Ärger wegen der Abwrack-Prämie

Heftige Proteste hat die Entscheidung von Arbeitsminister Olaf Scholz (SPD) ausgelöst, die Abwrack-Prämie bei Hartz IV-Beziehern mit dem Arbeitslosengeld II zu verrechnen, so dass dieser Personenkreis praktisch von der Begünstigung nichts hat. Anwälte kündigen Klagen an, und auch in der SPD selbst ist die Haltung des Arbeitsministeriums höchst umstritten.

Berlin. Holger End, arbeitsloser Offsetdrucker aus Leipzig, hatte einen Neuwagen für 5000 Euro kaufen wollen. Inklusive Abwrackprämie wäre das Fahrzeug 7500 Euro wert, genau so viel, wie er als Hartz-IV-Empfänger haben darf. Nicht ohne Grund zielen viele Hersteller mit entsprechenden Angeboten in ihrer Werbung auf diese Kundschaft.

Rechtsanwalt freut sich schon auf die Klagen



Doch muss End sein Vorhaben wohl begraben. "Ohne Auto bin ich überhaupt nicht mehr vermittelbar", klagt der 39-Jährige. Im Herbst ist es so weit, dann läuft der Tüv für seinen schrottreifen Mazda aus.

Rechtsanwalt Gerhard Rahn aus Dresden, der viele Hartz-IV-Empfänger vertritt, sagt, dass er sich schon auf die ersten Klagen freut. Rahn beruft sich auf das Sozialgesetzbuch II, in dem steht, dass "zweckbestimmte Einnahmen" nicht angerechnet werden. Und das sei die Abwrack-Prämie eindeutig, habe sie doch offiziell das Ziel, "die Verschrottung alter und den Absatz neuer Personenkraftwagen zu fördern". So steht es in den Richtlinien. Das Arbeitsministerium konterte gestern, die Abwrack-Prämie sei, das stehe ebenfalls im Sozialgesetzbuch, eine "Einnahme in Geldeswert", und wenn Rahn weiterlese, werde er finden, dass zweckbestimmte Einnahmen nur dann anrechnungsfrei blieben, wenn sie "die Lage des Empfängers nicht so günstig beeinflussen, dass Leistungen nicht gerechtfertigt wären".

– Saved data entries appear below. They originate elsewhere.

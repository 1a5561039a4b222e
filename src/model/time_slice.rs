//! Time slices and the interval algebra over them.
//!
//! A [`TimeSlice`] is a half-open interval `[start, end)`. The free
//! functions in this module ([`duration`], [`before`], [`overlaps`],
//! [`iscontained`], [`overlap_duration`], [`t_lowest_resolution`],
//! [`t_highest_resolution`]) are pure and never fail.

use std::cmp::Ordering;
use std::fmt;
use std::hash::{Hash, Hasher};

use chrono::{NaiveDateTime, TimeDelta};
use serde::{Deserialize, Serialize};

use crate::{Error, Result};

/// Timestamp domain of every time slice.
pub type Timestamp = NaiveDateTime;

/// Half-open time interval `[start, end)`.
///
/// Equality, hashing and ordering look at the bounds only; the optional
/// logical duration is a weight and does not take part in identity.
#[derive(Debug, Clone, Copy, Serialize, Deserialize)]
#[serde(try_from = "TimeSliceRepr", into = "TimeSliceRepr")]
pub struct TimeSlice {
    start: Timestamp,
    end: Timestamp,
    /// Overrides `end - start` in [`TimeSlice::duration`] when set.
    logical_duration: Option<TimeDelta>,
}

impl TimeSlice {
    /// Fails with [`Error::InvalidInterval`] when `start > end`.
    pub fn new(start: Timestamp, end: Timestamp) -> Result<Self> {
        if start > end {
            return Err(Error::InvalidInterval(format!("start {start} is after end {end}")));
        }
        Ok(Self { start, end, logical_duration: None })
    }

    /// A slice whose duration is reported as `duration` instead of the
    /// timestamp difference.
    pub fn with_duration(start: Timestamp, end: Timestamp, duration: TimeDelta) -> Result<Self> {
        if duration < TimeDelta::zero() {
            return Err(Error::InvalidInterval(format!("negative duration {duration}")));
        }
        let mut slice = Self::new(start, end)?;
        slice.logical_duration = Some(duration);
        Ok(slice)
    }

    /// The slice spanning the whole timestamp domain.
    pub fn all_time() -> Self {
        Self {
            start: NaiveDateTime::MIN,
            end: NaiveDateTime::MAX,
            logical_duration: None,
        }
    }

    pub fn start(&self) -> Timestamp { self.start }
    pub fn end(&self) -> Timestamp { self.end }

    pub fn duration(&self) -> TimeDelta {
        self.logical_duration
            .unwrap_or_else(|| self.end.signed_duration_since(self.start))
    }

    pub fn is_degenerate(&self) -> bool {
        self.start == self.end
    }

    /// `other` lies within `self` (bounds inclusive).
    pub fn contains(&self, other: &TimeSlice) -> bool {
        iscontained(other, self)
    }

    /// Contains `other` and differs from it in at least one bound.
    pub fn strictly_contains(&self, other: &TimeSlice) -> bool {
        self.contains(other) && self != other
    }

    pub fn overlaps(&self, other: &TimeSlice) -> bool {
        overlaps(self, other)
    }
}

impl PartialEq for TimeSlice {
    fn eq(&self, other: &Self) -> bool {
        (self.start, self.end) == (other.start, other.end)
    }
}

impl Eq for TimeSlice {}

impl Hash for TimeSlice {
    fn hash<H: Hasher>(&self, state: &mut H) {
        self.start.hash(state);
        self.end.hash(state);
    }
}

impl Ord for TimeSlice {
    fn cmp(&self, other: &Self) -> Ordering {
        (self.start, self.end).cmp(&(other.start, other.end))
    }
}

impl PartialOrd for TimeSlice {
    fn partial_cmp(&self, other: &Self) -> Option<Ordering> {
        Some(self.cmp(other))
    }
}

impl fmt::Display for TimeSlice {
    fn fmt(&self, f: &mut fmt::Formatter<'_>) -> fmt::Result {
        write!(f, "{} ~> {}", self.start, self.end)
    }
}

// ============================================================================
// Serde representation (validated on the way in)
// ============================================================================

#[derive(Serialize, Deserialize)]
struct TimeSliceRepr {
    start: Timestamp,
    end: Timestamp,
    #[serde(default, skip_serializing_if = "Option::is_none")]
    duration_ms: Option<i64>,
}

impl TryFrom<TimeSliceRepr> for TimeSlice {
    type Error = Error;

    fn try_from(repr: TimeSliceRepr) -> Result<Self> {
        match repr.duration_ms {
            None => TimeSlice::new(repr.start, repr.end),
            Some(ms) => {
                let d = TimeDelta::try_milliseconds(ms)
                    .ok_or_else(|| Error::InvalidInterval(format!("duration {ms}ms out of range")))?;
                TimeSlice::with_duration(repr.start, repr.end, d)
            }
        }
    }
}

impl From<TimeSlice> for TimeSliceRepr {
    fn from(t: TimeSlice) -> Self {
        Self {
            start: t.start,
            end: t.end,
            duration_ms: t.logical_duration.map(|d| d.num_milliseconds()),
        }
    }
}

// ============================================================================
// Interval algebra
// ============================================================================

/// The duration of `t`.
pub fn duration(t: &TimeSlice) -> TimeDelta {
    t.duration()
}

/// Whether the end of `a` is exactly the start of `b`.
pub fn before(a: &TimeSlice, b: &TimeSlice) -> bool {
    a.end == b.start
}

/// Whether `a` and `b` share some interior. Touching endpoints do not count.
pub fn overlaps(a: &TimeSlice, b: &TimeSlice) -> bool {
    a.start < b.end && b.start < a.end
}

/// Whether `inner` lies within `outer`.
pub fn iscontained(inner: &TimeSlice, outer: &TimeSlice) -> bool {
    outer.start <= inner.start && inner.end <= outer.end
}

/// Length of the common part of `a` and `b`, zero when they are disjoint.
pub fn overlap_duration(a: &TimeSlice, b: &TimeSlice) -> TimeDelta {
    let start = a.start.max(b.start);
    let end = a.end.min(b.end);
    end.signed_duration_since(start).max(TimeDelta::zero())
}

/// The slices of `ts` not strictly contained in any other slice (the
/// coarsest ones). Duplicates and input order are preserved.
///
/// Pairwise comparison over the distinct bounds: O(n²) in the number of
/// distinct slices.
pub fn t_lowest_resolution(ts: &[TimeSlice]) -> Vec<TimeSlice> {
    retain_distinct(ts, |candidate, other| other.strictly_contains(candidate))
}

/// The slices of `ts` that strictly contain no other slice (the finest
/// ones). Duplicates and input order are preserved.
pub fn t_highest_resolution(ts: &[TimeSlice]) -> Vec<TimeSlice> {
    retain_distinct(ts, |candidate, other| candidate.strictly_contains(other))
}

/// Keep every slice of `ts` whose bounds are not `dominated` by any
/// other distinct slice.
fn retain_distinct(
    ts: &[TimeSlice],
    dominated: impl Fn(&TimeSlice, &TimeSlice) -> bool,
) -> Vec<TimeSlice> {
    let mut distinct: Vec<&TimeSlice> = ts.iter().collect();
    distinct.sort();
    distinct.dedup();

    let kept: Vec<&TimeSlice> = distinct
        .iter()
        .filter(|a| !distinct.iter().any(|b| dominated(a, b)))
        .copied()
        .collect();

    ts.iter()
        .filter(|t| kept.binary_search(t).is_ok())
        .copied()
        .collect()
}
//! ParameterMap: nested, ordered key → value maps.

use std::fmt;

use serde::{Deserialize, Serialize};

use super::time_slice::Timestamp;
use super::Value;
use crate::{Error, Result};

/// Key of one level of a [`ParameterMap`].
///
/// Serialized with its variant tag, like [`Value`], so a string that reads
/// like a timestamp stays a string.
#[derive(Debug, Clone, PartialEq, Eq, Hash, PartialOrd, Ord, Serialize, Deserialize)]
#[serde(tag = "type", content = "value")]
pub enum MapKey {
    Int(i64),
    DateTime(Timestamp),
    String(String),
}

impl From<i64> for MapKey { fn from(v: i64) -> Self { MapKey::Int(v) } }
impl From<i32> for MapKey { fn from(v: i32) -> Self { MapKey::Int(v as i64) } }
impl From<Timestamp> for MapKey { fn from(v: Timestamp) -> Self { MapKey::DateTime(v) } }
impl From<String> for MapKey { fn from(v: String) -> Self { MapKey::String(v) } }
impl From<&str> for MapKey { fn from(v: &str) -> Self { MapKey::String(v.to_owned()) } }

impl fmt::Display for MapKey {
    fn fmt(&self, f: &mut fmt::Formatter<'_>) -> fmt::Result {
        match self {
            MapKey::Int(i) => write!(f, "{i}"),
            MapKey::DateTime(t) => write!(f, "{t}"),
            MapKey::String(s) => write!(f, "{s}"),
        }
    }
}

/// An ordered map from [`MapKey`] to [`Value`]; values may be maps again.
///
/// Entries keep their ingest order and keys are unique.
#[derive(Debug, Clone, PartialEq, Default, Serialize, Deserialize)]
#[serde(try_from = "Vec<(MapKey, Value)>", into = "Vec<(MapKey, Value)>")]
pub struct ParameterMap {
    entries: Vec<(MapKey, Value)>,
}

impl ParameterMap {
    /// Fails with [`Error::MalformedIngest`] on a repeated key.
    pub fn new(entries: impl IntoIterator<Item = (MapKey, Value)>) -> Result<Self> {
        let mut map = Self::default();
        for (k, v) in entries {
            if map.get(&k).is_some() {
                return Err(Error::MalformedIngest(format!("map key {k} given twice")));
            }
            map.entries.push((k, v));
        }
        Ok(map)
    }

    pub fn get(&self, key: &MapKey) -> Option<&Value> {
        self.entries.iter().find(|(k, _)| k == key).map(|(_, v)| v)
    }

    pub fn keys(&self) -> impl Iterator<Item = &MapKey> {
        self.entries.iter().map(|(k, _)| k)
    }

    pub fn iter(&self) -> impl Iterator<Item = (&MapKey, &Value)> {
        self.entries.iter().map(|(k, v)| (k, v))
    }

    pub fn len(&self) -> usize {
        self.entries.len()
    }

    pub fn is_empty(&self) -> bool {
        self.entries.is_empty()
    }
}

impl TryFrom<Vec<(MapKey, Value)>> for ParameterMap {
    type Error = Error;

    fn try_from(entries: Vec<(MapKey, Value)>) -> Result<Self> {
        Self::new(entries)
    }
}

impl From<ParameterMap> for Vec<(MapKey, Value)> {
    fn from(map: ParameterMap) -> Self {
        map.entries
    }
}

#[cfg(test)]
mod tests {
    use super::*;

    #[test]
    fn test_keeps_ingest_order() {
        let m = ParameterMap::new(vec![
            (MapKey::from("b"), Value::from(1)),
            (MapKey::from("a"), Value::from(2)),
        ]).unwrap();
        let keys: Vec<String> = m.keys().map(ToString::to_string).collect();
        assert_eq!(keys, vec!["b", "a"]);
        assert_eq!(m.get(&"a".into()), Some(&Value::Int(2)));
        assert_eq!(m.get(&"c".into()), None);
    }

    #[test]
    fn test_repeated_key_rejected() {
        let err = ParameterMap::new(vec![
            (MapKey::from(1), Value::Null),
            (MapKey::from(1), Value::Null),
        ]).unwrap_err();
        assert!(matches!(err, Error::MalformedIngest(_)));
    }

    #[test]
    fn test_timestamp_like_string_key_stays_string() {
        let m = ParameterMap::new(vec![
            (MapKey::from("2030-01-01T00:00:00"), Value::from(1)),
            (MapKey::from(2030), Value::from(2)),
        ]).unwrap();
        let json = serde_json::to_string(&m).unwrap();
        let back: ParameterMap = serde_json::from_str(&json).unwrap();
        assert_eq!(back, m);
        assert!(matches!(back.keys().next(), Some(MapKey::String(_))));

        let key: MapKey = serde_json::from_str(r#"{"type": "DateTime", "value": "2030-01-01T00:00:00"}"#).unwrap();
        assert!(matches!(key, MapKey::DateTime(_)));
    }
}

Doch Arbeitsminister Olaf Scholz wird diese Haltung nächste Woche wohl noch ausführlicher begründen müssen. Nachdem die Linkspartei den Sachverhalt mit einer kleinen Anfrage öffentlich gemacht hatte, regt sich jetzt auch in der SPD Widerstand. Fraktionsvize Elke Ferner sagte unserer Zeitung, die Position des Arbeitsministeriums möge sich zwar aus dem Gesetz herleiten lassen, "ich empfinde sie aber als unlogisch". Schließlich könnten die Empfänger über die 2500 Euro nicht frei als Einkommen verfügen, sondern müssten sie sogleich in ein neues Auto stecken. Außerdem gehe es darum, die Industrie anzukurbeln. Und drittens: Wieso werde die Abwrack-Prämie angerechnet, ein Rabatt des Autohändlers aber nicht? "Darüber müssen wir noch mal ernsthaft reden." Ferner will das Thema nächste Woche in der Fraktion auf die Tagesordnung bringen.

"Rechtsinterpretation von Ministerialbeamten"



Bundestagsvizepräsident Wolfgang Thierse sagte, die Hartz-IV-Empfänger seien doch genau diejenigen, um die es bei einem solchen Zuschuss gehe. Die Rechtsinterpretation sei offenbar von Beamten im Arbeitsministerium vorgenommen worden. "Das ist bürokratisch und unpolitisch." Eine ökonomisch sinnvolle Maßnahme werde in eine sozial unsinnige verwandelt. In der Debatte dürfte eine Rolle spielen, dass Umweltminister Sigmar Gabriel gerade eine Art Abwrack-Prämie für alte Kühlschränke plant, und zwar gezielt für Hartz-IV-Bezieher. Wer ein energieeffizientes Gerät anschafft, soll 150 Euro Differenzkosten dazu bekommen - ohne Anrechnung auf die Grundsicherung. Ebenfalls nicht auf das Arbeitslosengeld II angerechnet wird der beschlossene Kinderbonus von 100 Euro. Das, verteidigt sich das Arbeitsministerium, sei eine "politische Entscheidung" der Koalitionsspitzen gewesen. Gut möglich, dass eine solche jetzt auch bei der Abwrack-Prämie fällt.